You started work on Kick-Ass 2 in September last year. Presumably as part of that process you watched the original Kick-Ass movie, which featured, among other memorable moments, an 11-year-old girl, armed with twin revolvers, graphically dispatching a corridor filled with at least a dozen thugs, and later exploding another one with a bazooka. That movie was filmed not long after a deranged US Army major murdered 13 people at Fort Hood. And your own role in the sequel came not long after 12 innocent moviegoers were shot dead in Aurora, Colorado. So here’s what I don’t understand: what fresh information did you glean from the massacre at Sandy Hook that wasn’t already available to anyone who was paying attention? Also, will you be giving your considerable fee back?

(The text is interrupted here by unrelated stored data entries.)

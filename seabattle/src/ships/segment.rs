// Copyright 2020 Zachary Stewart
//
// Licensed under the Apache License, Version 2.0 (the "License");
// you may not use this file except in compliance with the License.
// You may obtain a copy of the License at
//
//     http://www.apache.org/licenses/LICENSE-2.0
//
// Unless required by applicable law or agreed to in writing, software
// distributed under the License is distributed on an "AS IS" BASIS,
// WITHOUT WARRANTIES OR CONDITIONS OF ANY KIND, either express or implied.
// See the License for the specific language governing permissions and
// limitations under the License.

use crate::board::Coordinate;

/// One grid cell occupied by a ship.
#[derive(Debug, Copy, Clone, Eq, PartialEq)]
pub struct Segment {
    coord: Coordinate,
    alive: bool,
}

impl Segment {
    /// Construct a live segment at `coord`.
    pub fn new(coord: Coordinate) -> Self {
        Self { coord, alive: true }
    }

    /// The cell this segment occupies.
    pub fn coord(&self) -> Coordinate {
        self.coord
    }

    pub fn row(&self) -> usize {
        self.coord.row
    }

    pub fn column(&self) -> usize {
        self.coord.column
    }

    /// Whether this segment has not been hit yet.
    pub fn is_alive(&self) -> bool {
        self.alive
    }

    /// Record a hit. A hit segment stays hit.
    pub(super) fn hit(&mut self) {
        self.alive = false;
    }
}
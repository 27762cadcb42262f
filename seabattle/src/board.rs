// Copyright 2020 Zachary Stewart
//
// Licensed under the Apache License, Version 2.0 (the "License");
// you may not use this file except in compliance with the License.
// You may obtain a copy of the License at
//
//     http://www.apache.org/licenses/LICENSE-2.0
//
// Unless required by applicable law or agreed to in writing, software
// distributed under the License is distributed on an "AS IS" BASIS,
// WITHOUT WARRANTIES OR CONDITIONS OF ANY KIND, either express or implied.
// See the License for the specific language governing permissions and
// limitations under the License.

//! The board: the fleet, the field index over it, and shot resolution.

use std::fmt;

use log::trace;

use crate::{
    config::{
        BoardOptions, FleetComposition, BOARD_SIZE, HIT_GLYPH, SHIP_GLYPH, SUNK_GLYPH,
        WATER_GLYPH,
    },
    ships::Ship,
};

use self::field::Field;
pub use self::{
    coordinate::Coordinate,
    errors::{CompositionError, FleetError, OverlapError},
    setup::BoardSetup,
};

mod coordinate;
mod errors;
mod field;
pub mod setup;

/// Result of a shot at the board.
#[derive(Debug, Copy, Clone, Eq, PartialEq, Hash)]
pub enum FireOutcome {
    /// The shot hit nothing, or hit a segment that was already hit.
    Miss,
    /// The shot hit a live segment of a ship that still has other live segments.
    Hit,
    /// The shot hit the last live segment of a ship.
    Sunk,
}

impl FireOutcome {
    /// The outcome as reported to the player: `"Miss!"`, `"Hit!"` or `"Sunk!"`.
    pub fn as_str(self) -> &'static str {
        match self {
            FireOutcome::Miss => "Miss!",
            FireOutcome::Hit => "Hit!",
            FireOutcome::Sunk => "Sunk!",
        }
    }
}

impl fmt::Display for FireOutcome {
    fn fmt(&self, f: &mut fmt::Formatter) -> fmt::Result {
        f.pad(self.as_str())
    }
}

/// What a single grid cell shows.
#[derive(Debug, Copy, Clone, Eq, PartialEq, Hash)]
pub enum Cell {
    /// No ship occupies the cell.
    Water,
    /// A live ship segment.
    Ship,
    /// A ship segment that has been hit.
    Hit,
    /// A segment of a ship marked sunk.
    Sunk,
}

impl Cell {
    /// Glyph used for this cell in the rendered field.
    pub fn glyph(self) -> char {
        match self {
            Cell::Water => WATER_GLYPH,
            Cell::Ship => SHIP_GLYPH,
            Cell::Hit => HIT_GLYPH,
            Cell::Sunk => SUNK_GLYPH,
        }
    }
}

/// A single player's board: the fleet and the index of the cells it occupies.
#[derive(Debug)]
pub struct Board {
    /// Ships in the order their placements were given.
    ships: Vec<Ship>,

    /// Occupied cells mapped to indexes into `ships`. Built once during setup.
    field: Field,

    /// Options the board was built with.
    options: BoardOptions,

    /// Fleet the board was validated against.
    composition: FleetComposition,
}

impl Board {
    /// Build a board from `(start, end)` pairs with the default options, failing if
    /// the fleet is not the standard fleet. See [`BoardSetup`] for other options.
    pub fn new<I, C>(placements: I) -> Result<Self, FleetError>
    where
        I: IntoIterator<Item = (C, C)>,
        C: Into<Coordinate>,
    {
        BoardSetup::new(placements).start()
    }

    /// Get the [`BoardOptions`] this board was built with.
    pub fn options(&self) -> &BoardOptions {
        &self.options
    }

    /// Get the fleet, in placement order.
    pub fn ships(&self) -> &[Ship] {
        &self.ships
    }

    /// Get the ship the field holds for the given coordinate, if any.
    pub fn ship_at<C: Into<Coordinate>>(&self, coord: C) -> Option<&Ship> {
        self.field.get(coord.into()).map(|index| &self.ships[index])
    }

    /// Returns true if every segment of every ship has been hit.
    pub fn defeated(&self) -> bool {
        self.ships.iter().all(|ship| ship.all_hit())
    }

    /// Check the fleet against the composition the board was built with.
    pub fn validate_fleet(&self) -> Result<(), CompositionError> {
        self.composition.check(self.ships.iter().map(Ship::len))
    }

    /// Fire at the given location.
    ///
    /// A location not in the field is a miss and touches no ship. Otherwise the shot
    /// goes to the ship holding that cell. Unless
    /// [`propagate_sunk`][BoardOptions::propagate_sunk] is set, a `Sunk!` result does
    /// not mark the ship sunk, so [`Ship::is_sunk`] stays false.
    pub fn fire<C: Into<Coordinate>>(&mut self, location: C) -> FireOutcome {
        let location = location.into();
        let index = match self.field.get(location) {
            Some(index) => index,
            None => {
                trace!("shot at {} found open water", location);
                return FireOutcome::Miss;
            }
        };
        let ship = &mut self.ships[index];
        let outcome = ship.fire(location.row, location.column);
        if outcome == FireOutcome::Sunk && self.options.propagate_sunk {
            ship.mark_sunk();
        }
        trace!("shot at {} on ship {}: {}", location, index, outcome);
        outcome
    }

    /// What the given cell currently shows.
    pub fn cell<C: Into<Coordinate>>(&self, coord: C) -> Cell {
        let coord = coord.into();
        let ship = match self.field.get(coord) {
            Some(index) => &self.ships[index],
            None => return Cell::Water,
        };
        if ship.is_sunk() {
            return Cell::Sunk;
        }
        match ship.find_segment(coord.row, coord.column) {
            Some(segment) if segment.is_alive() => Cell::Ship,
            Some(_) => Cell::Hit,
            None => Cell::Water,
        }
    }

    /// Render the grid as 10 lines of 10 space-separated glyphs. Field cells outside
    /// the grid are not drawn.
    pub fn render_field(&self) -> String {
        self.to_string()
    }
}

impl fmt::Display for Board {
    fn fmt(&self, f: &mut fmt::Formatter) -> fmt::Result {
        for row in 0..BOARD_SIZE {
            if row > 0 {
                writeln!(f)?;
            }
            for column in 0..BOARD_SIZE {
                if column > 0 {
                    write!(f, " ")?;
                }
                write!(f, "{}", self.cell((row, column)).glyph())?;
            }
        }
        Ok(())
    }
}

#[cfg(test)]
mod tests {
    use super::*;

    use crate::config::SAMPLE_FLEET;

    fn sample() -> Board {
        Board::new(SAMPLE_FLEET.iter().copied()).unwrap()
    }

    #[test]
    fn outcome_strings() {
        assert_eq!(FireOutcome::Miss.to_string(), "Miss!");
        assert_eq!(FireOutcome::Hit.to_string(), "Hit!");
        assert_eq!(FireOutcome::Sunk.as_str(), "Sunk!");
    }

    #[test]
    fn miss_touches_no_ship() {
        let mut board = sample();
        assert_eq!(board.fire((1, 1)), FireOutcome::Miss);
        assert!(board.ships().iter().all(|ship| ship.segments().iter().all(|s| s.is_alive())));
    }

    #[test]
    fn cells_track_hits() {
        let mut board = sample();
        assert_eq!(board.cell((0, 0)), Cell::Ship);
        assert_eq!(board.fire((0, 0)), FireOutcome::Hit);
        assert_eq!(board.cell((0, 0)), Cell::Hit);
        assert_eq!(board.cell((1, 0)), Cell::Water);
    }

    #[test]
    fn sunk_is_not_propagated_by_default() {
        let mut board = sample();
        assert_eq!(board.fire((7, 7)), FireOutcome::Sunk);
        assert!(!board.ship_at((7, 7)).unwrap().is_sunk());
        assert_eq!(board.cell((7, 7)), Cell::Hit);
    }

    #[test]
    fn sunk_propagates_when_enabled() {
        let options = BoardOptions {
            propagate_sunk: true,
            ..BoardOptions::legacy()
        };
        let mut board = BoardSetup::new(SAMPLE_FLEET.iter().copied())
            .options(options)
            .start()
            .unwrap();
        assert_eq!(board.fire((7, 7)), FireOutcome::Sunk);
        assert!(board.ship_at((7, 7)).unwrap().is_sunk());
        assert_eq!(board.cell((7, 7)), Cell::Sunk);
    }
}
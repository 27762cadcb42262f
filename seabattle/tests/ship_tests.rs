// Copyright 2020 Zachary Stewart
//
// Licensed under the Apache License, Version 2.0 (the "License");
// you may not use this file except in compliance with the License.
// You may obtain a copy of the License at
//
//     http://www.apache.org/licenses/LICENSE-2.0
//
// Unless required by applicable law or agreed to in writing, software
// distributed under the License is distributed on an "AS IS" BASIS,
// WITHOUT WARRANTIES OR CONDITIONS OF ANY KIND, either express or implied.
// See the License for the specific language governing permissions and
// limitations under the License.

use seabattle::{Coordinate, FireOutcome, Geometry, Ship};

fn coords(ship: &Ship) -> Vec<(usize, usize)> {
    ship.coords().map(<(usize, usize)>::from).collect()
}

#[test]
fn vertical_endpoints_use_shifted_column() {
    let ship = Ship::new(Coordinate::new(2, 0), Coordinate::new(4, 0));
    assert_eq!(coords(&ship), vec![(2, 1), (3, 1), (4, 1)]);
    assert!(ship.find_segment(2, 0).is_none());
}

#[test]
fn straight_geometry_places_vertical_ship_in_its_column() {
    let ship = Ship::with_geometry(
        Coordinate::new(2, 0),
        Coordinate::new(4, 0),
        Geometry::Straight,
    );
    assert_eq!(coords(&ship), vec![(2, 0), (3, 0), (4, 0)]);
}

#[test]
fn single_segment_ship_sinks_on_first_hit() {
    let mut ship = Ship::new(Coordinate::new(9, 9), Coordinate::new(9, 9));
    assert_eq!(ship.len(), 1);
    assert_eq!(ship.fire(9, 9), FireOutcome::Sunk);
    assert_eq!(ship.fire(9, 9), FireOutcome::Miss);
}

#[test]
fn four_segment_ship_sinks_progressively() {
    let mut ship = Ship::new(Coordinate::new(0, 0), Coordinate::new(0, 3));
    assert_eq!(ship.len(), 4);
    assert_eq!(ship.fire(0, 0), FireOutcome::Hit);
    assert_eq!(ship.fire(0, 1), FireOutcome::Hit);
    assert_eq!(ship.fire(0, 2), FireOutcome::Hit);
    assert_eq!(ship.fire(0, 3), FireOutcome::Sunk);
    assert!(ship.all_hit());
    assert!(ship.segments().iter().all(|segment| !segment.is_alive()));
}

#[test]
fn segments_are_ordered_and_start_alive() {
    let ship = Ship::new(Coordinate::new(2, 4), Coordinate::new(2, 6));
    let segments = ship.segments();
    assert_eq!(segments.len(), 3);
    for (i, segment) in segments.iter().enumerate() {
        assert_eq!(segment.row(), 2);
        assert_eq!(segment.column(), 4 + i);
        assert!(segment.is_alive());
    }
    assert!(!ship.is_sunk());
}
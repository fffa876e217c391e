/*
* Licensed to Elasticsearch B.V. under one or more contributor
* license agreements. See the NOTICE file distributed with
* this work for additional information regarding copyright
* ownership. Elasticsearch B.V. licenses this file to you under
* the Apache License, Version 2.0 (the "License"); you may
* not use this file except in compliance with the License.
* You may obtain a copy of the License at
*
*  http://www.apache.org/licenses/LICENSE-2.0
*
* Unless required by applicable law or agreed to in writing,
* software distributed under the License is distributed on an
* "AS IS" BASIS, WITHOUT WARRANTIES OR CONDITIONS OF ANY
* KIND, either express or implied.  See the License for the
* specific language governing permissions and limitations
* under the License.
*/

//! # Grids
//! Every grid is an ordered, finite list of points. Structured grids are stored as rows of
//! constant latitude, north to south, and their points are numbered row by row. The
//! unstructured grid is just the list.
//!
//! Cropping keeps the row structure when it survives: the points of a regular or reduced
//! grid inside a box usually still form one run per row. When some row would split in
//! two, the crop falls back to an unstructured grid holding the same points in the same
//! order.

use crate::bbox::BoundingBox;
use crate::errors::*;
use crate::points::{LatLon, POINT_EPSILON};
use crate::scanner::GridScanner;
use log::{debug, warn};
use serde::{Deserialize, Serialize};
use std::fmt;
use std::str::FromStr;

mod gaussian;
mod healpix;
mod reduced;
mod regular;
mod unstructured;

pub use gaussian::gaussian_latitudes;
pub use healpix::HealpixGrid;
pub use reduced::{ReducedGrid, Row};
pub use regular::RegularGrid;
pub use unstructured::UnstructuredGrid;

/// `count` values starting at `first`, `step` apart.
#[derive(Copy, Clone, Debug, PartialEq, Serialize, Deserialize)]
pub struct LinearSpacing {
    /// First value
    pub first: f64,
    /// Difference between neighbours, may be negative
    pub step: f64,
    /// Number of values
    pub count: usize,
}

impl LinearSpacing {
    ///
    pub fn new(first: f64, step: f64, count: usize) -> LinearSpacing {
        LinearSpacing { first, step, count }
    }

    /// The `i`-th value.
    #[inline]
    pub fn value(&self, i: usize) -> f64 {
        assert!(
            i < self.count,
            "spacing index {} out of range ({} values)",
            i,
            self.count
        );
        self.first + i as f64 * self.step
    }

    /// All values
    pub fn values(&self) -> Vec<f64> {
        (0..self.count).map(|i| self.value(i)).collect()
    }

    ///
    pub fn last(&self) -> Option<f64> {
        if self.count == 0 {
            None
        } else {
            Some(self.value(self.count - 1))
        }
    }
}

/// The grid layouts we know about.
#[derive(Copy, Clone, Debug, PartialEq, Eq, Hash, Serialize, Deserialize)]
pub enum GridType {
    /// Regular latitude/longitude
    #[serde(rename = "regular_ll")]
    RegularLatLon,
    /// Classic reduced Gaussian, explicit `pl`
    #[serde(rename = "reduced_gg")]
    ReducedGaussian,
    /// Octahedral reduced Gaussian
    #[serde(rename = "octahedral")]
    Octahedral,
    /// Reduced latitude/longitude
    #[serde(rename = "reduced_ll")]
    ReducedLatLon,
    /// Reduced rows given by hand
    #[serde(rename = "reduced")]
    Reduced,
    /// HEALPix, ring or nested
    #[serde(rename = "healpix")]
    Healpix,
    /// A plain list of points
    #[serde(rename = "unstructured")]
    Unstructured,
}

impl GridType {
    /// The name used in grid descriptions
    pub fn name(&self) -> &'static str {
        match self {
            GridType::RegularLatLon => "regular_ll",
            GridType::ReducedGaussian => "reduced_gg",
            GridType::Octahedral => "octahedral",
            GridType::ReducedLatLon => "reduced_ll",
            GridType::Reduced => "reduced",
            GridType::Healpix => "healpix",
            GridType::Unstructured => "unstructured",
        }
    }
}

impl fmt::Display for GridType {
    fn fmt(&self, f: &mut fmt::Formatter) -> fmt::Result {
        write!(f, "{}", self.name())
    }
}

impl FromStr for GridType {
    type Err = ConfigError;
    fn from_str(s: &str) -> Result<Self, Self::Err> {
        match s.to_ascii_lowercase().as_str() {
            "regular_ll" | "regular" => Ok(GridType::RegularLatLon),
            "reduced_gg" => Ok(GridType::ReducedGaussian),
            "octahedral" | "octahedral_gg" => Ok(GridType::Octahedral),
            "reduced_ll" => Ok(GridType::ReducedLatLon),
            "reduced" => Ok(GridType::Reduced),
            "healpix" => Ok(GridType::Healpix),
            "unstructured" => Ok(GridType::Unstructured),
            _ => {
                warn!("unsupported grid type '{}'", s);
                Err(ConfigError::UnsupportedGridType(s.to_string()))
            }
        }
    }
}

/// A grid of any layout.
#[derive(Clone, Debug)]
pub enum Grid {
    /// Regular latitude/longitude
    Regular(RegularGrid),
    /// Rows with their own point counts
    Reduced(ReducedGrid),
    /// HEALPix in either ordering
    Healpix(HealpixGrid),
    /// No row structure
    Unstructured(UnstructuredGrid),
}

impl Grid {
    /// Number of points
    pub fn size(&self) -> usize {
        match self {
            Grid::Regular(g) => g.size(),
            Grid::Reduced(g) => g.size(),
            Grid::Healpix(g) => g.size(),
            Grid::Unstructured(g) => g.size(),
        }
    }

    ///
    pub fn is_empty(&self) -> bool {
        self.size() == 0
    }

    /// Number of rows.
    ///
    /// # Panics
    /// On unstructured grids.
    pub fn nj(&self) -> usize {
        match self {
            Grid::Regular(g) => g.nj(),
            Grid::Reduced(g) => g.nj(),
            Grid::Healpix(g) => g.rings().nj(),
            Grid::Unstructured(_) => unimplemented!("nj() on an unstructured grid"),
        }
    }

    /// Number of points on row `j`.
    ///
    /// # Panics
    /// On unstructured grids.
    pub fn ni(&self, j: usize) -> usize {
        match self {
            Grid::Regular(g) => {
                assert!(j < g.nj(), "row {} out of range ({} rows)", j, g.nj());
                g.ni()
            }
            Grid::Reduced(g) => g.ni(j),
            Grid::Healpix(g) => g.rings().ni(j),
            Grid::Unstructured(_) => unimplemented!("ni() on an unstructured grid"),
        }
    }

    /// Row latitudes, north to south.
    ///
    /// # Panics
    /// On unstructured grids.
    pub fn latitudes(&self) -> Vec<f64> {
        match self {
            Grid::Regular(g) => g.latitudes(),
            Grid::Reduced(g) => g.latitudes(),
            Grid::Healpix(g) => g.rings().latitudes(),
            Grid::Unstructured(_) => unimplemented!("latitudes() on an unstructured grid"),
        }
    }

    /// Longitudes of row `j`, west to east.
    ///
    /// # Panics
    /// On unstructured grids.
    pub fn longitudes(&self, j: usize) -> Vec<f64> {
        match self {
            Grid::Regular(g) => {
                assert!(j < g.nj(), "row {} out of range ({} rows)", j, g.nj());
                g.longitudes()
            }
            Grid::Reduced(g) => g.longitudes(j),
            Grid::Healpix(g) => g.rings().longitudes(j),
            Grid::Unstructured(_) => unimplemented!("longitudes() on an unstructured grid"),
        }
    }

    /// The area covered
    pub fn bounding_box(&self) -> BoundingBox {
        match self {
            Grid::Regular(g) => g.bounding_box(),
            Grid::Reduced(g) => g.bounding_box(),
            Grid::Healpix(_) => BoundingBox::global(),
            Grid::Unstructured(g) => g.bounding_box(),
        }
    }

    /// The points of this grid inside `bbox`. Rows keep their north to south order, but
    /// within a row the longitudes are wrapped into `[west, west + 360)` of `bbox` and run
    /// east from its west edge, so a crop across the seam starts at `bbox.west()`. Nested
    /// HEALPix and unstructured grids keep their own order.
    pub fn cropped(&self, bbox: &BoundingBox) -> GridResult<Grid> {
        let cropped = match self {
            Grid::Regular(g) => g.cropped(bbox)?,
            Grid::Reduced(g) => g.cropped(bbox)?,
            Grid::Healpix(g) => g.cropped(bbox)?,
            Grid::Unstructured(g) => Grid::Unstructured(g.cropped(bbox)),
        };
        debug!(
            "cropped a {} grid of {} points to {} points",
            self.grid_type(),
            self.size(),
            cropped.size()
        );
        Ok(cropped)
    }

    /// Random access to point `index`, in iteration order.
    pub fn point(&self, index: usize) -> LatLon {
        match self {
            Grid::Regular(g) => g.point(index),
            Grid::Reduced(g) => g.point(index),
            Grid::Healpix(g) => g.point(index),
            Grid::Unstructured(g) => g.point(index),
        }
    }

    /// Lazy iterator over the points.
    pub fn points(&self) -> GridScanner<'_> {
        GridScanner::new(self)
    }

    /// A fresh scanner positioned at the first point.
    pub fn scanner(&self) -> GridScanner<'_> {
        GridScanner::new(self)
    }

    ///
    pub fn grid_type(&self) -> GridType {
        match self {
            Grid::Regular(_) => GridType::RegularLatLon,
            Grid::Reduced(g) => g.kind(),
            Grid::Healpix(_) => GridType::Healpix,
            Grid::Unstructured(_) => GridType::Unstructured,
        }
    }
}

impl From<RegularGrid> for Grid {
    fn from(g: RegularGrid) -> Grid {
        Grid::Regular(g)
    }
}

impl From<ReducedGrid> for Grid {
    fn from(g: ReducedGrid) -> Grid {
        Grid::Reduced(g)
    }
}

impl From<HealpixGrid> for Grid {
    fn from(g: HealpixGrid) -> Grid {
        Grid::Healpix(g)
    }
}

impl From<UnstructuredGrid> for Grid {
    fn from(g: UnstructuredGrid) -> Grid {
        Grid::Unstructured(g)
    }
}

/// The longitudes from `lons` inside `bbox`, wrapped into the box and sorted. The flag is
/// true when they are evenly spaced by `step`, so they still form one row.
pub(crate) fn kept_run<I: Iterator<Item = f64>>(
    lons: I,
    step: f64,
    bbox: &BoundingBox,
) -> (Vec<f64>, bool) {
    let mut kept: Vec<f64> = lons
        .filter(|l| bbox.contains_lon(*l))
        .map(|l| bbox.wrap_lon(l))
        .collect();
    kept.sort_by(|a, b| a.partial_cmp(b).unwrap_or(std::cmp::Ordering::Equal));
    let tolerance = 1e-6_f64.max(step.abs() * 1e-9);
    let contiguous = kept
        .windows(2)
        .all(|w| ((w[1] - w[0]) - step).abs() <= tolerance);
    (kept, contiguous)
}

/// True if `lat` is inside the latitude band of `bbox`.
#[inline]
pub(crate) fn in_band(lat: f64, bbox: &BoundingBox) -> bool {
    lat <= bbox.north() + POINT_EPSILON && lat >= bbox.south() - POINT_EPSILON
}

#[cfg(test)]
mod tests {
    use super::*;

    #[test]
    fn spacing_values() {
        let s = LinearSpacing::new(90.0, -45.0, 5);
        assert_eq!(s.values(), vec![90.0, 45.0, 0.0, -45.0, -90.0]);
        assert_eq!(s.last(), Some(-90.0));
        assert_eq!(LinearSpacing::new(0.0, 1.0, 0).last(), None);
    }

    #[test]
    fn grid_type_names() {
        for t in [
            GridType::RegularLatLon,
            GridType::ReducedGaussian,
            GridType::Octahedral,
            GridType::ReducedLatLon,
            GridType::Reduced,
            GridType::Healpix,
            GridType::Unstructured,
        ]
        .iter()
        {
            assert_eq!(t.name().parse::<GridType>(), Ok(*t));
        }
        assert_eq!(
            "lambert".parse::<GridType>(),
            Err(ConfigError::UnsupportedGridType("lambert".to_string()))
        );
    }

    #[test]
    fn runs_across_the_seam() {
        let bbox = BoundingBox::new(10.0, -50.0, -10.0, 50.0).unwrap();
        let lons = (0..8).map(|i| i as f64 * 45.0);
        let (kept, contiguous) = kept_run(lons, 45.0, &bbox);
        assert_eq!(kept, vec![-45.0, 0.0, 45.0]);
        assert!(contiguous);
    }

    #[test]
    #[should_panic(expected = "not implemented")]
    fn unstructured_has_no_rows() {
        let grid = Grid::from(UnstructuredGrid::new(vec![LatLon::new(0.0, 0.0)]));
        grid.ni(0);
    }
}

Carrey has form for confusion on the subject. His coruscating viral video mocking the NRA was swiftly followed by an angry commentary insisting that “no one is asking anyone to give up their right to bear arms”. All the same, sudden conversions can be plausible, or even admirable, when they are based on a substantial change in one’s understanding of the facts. The problem here is that it’s hard to take Carrey seriously when the main results of his action will be to gain the movie more publicity, as in articles like this one, and to shift the focus from the obvious real point: not the guns in the movies, but the guns on the streets.
There’s an argument to be made here about the effects of movies like this; if I were an A-lister, I would have certainly thought twice about appearing in the Kick-Ass sequel, enjoy its predecessor though I did. Cultural depictions of violence certainly tell us something worrying about ourselves, whether or not they provoke it.
But surely those of us in the reality-based community can at least agree this much: the media’s causative link with massacres is rather slighter than that of lunatics having such easy access to the weaponry of their choice. Until that debate is settled in America – which, remarkably, will not be any time soon – interventions of this sort will be nothing more than a distraction.
In the meantime, we’re probably better off forgetting about the Jim Carrey of 2013, and enjoying the performance given by the Jim Carrey of 2012, all the while remembering that both Jim Carreys have a lot in common with the one who campaigned so harmfully against the MMR vaccine. On this issue, as on that one, he is entitled to his opinion. But we are entitled to ignore it.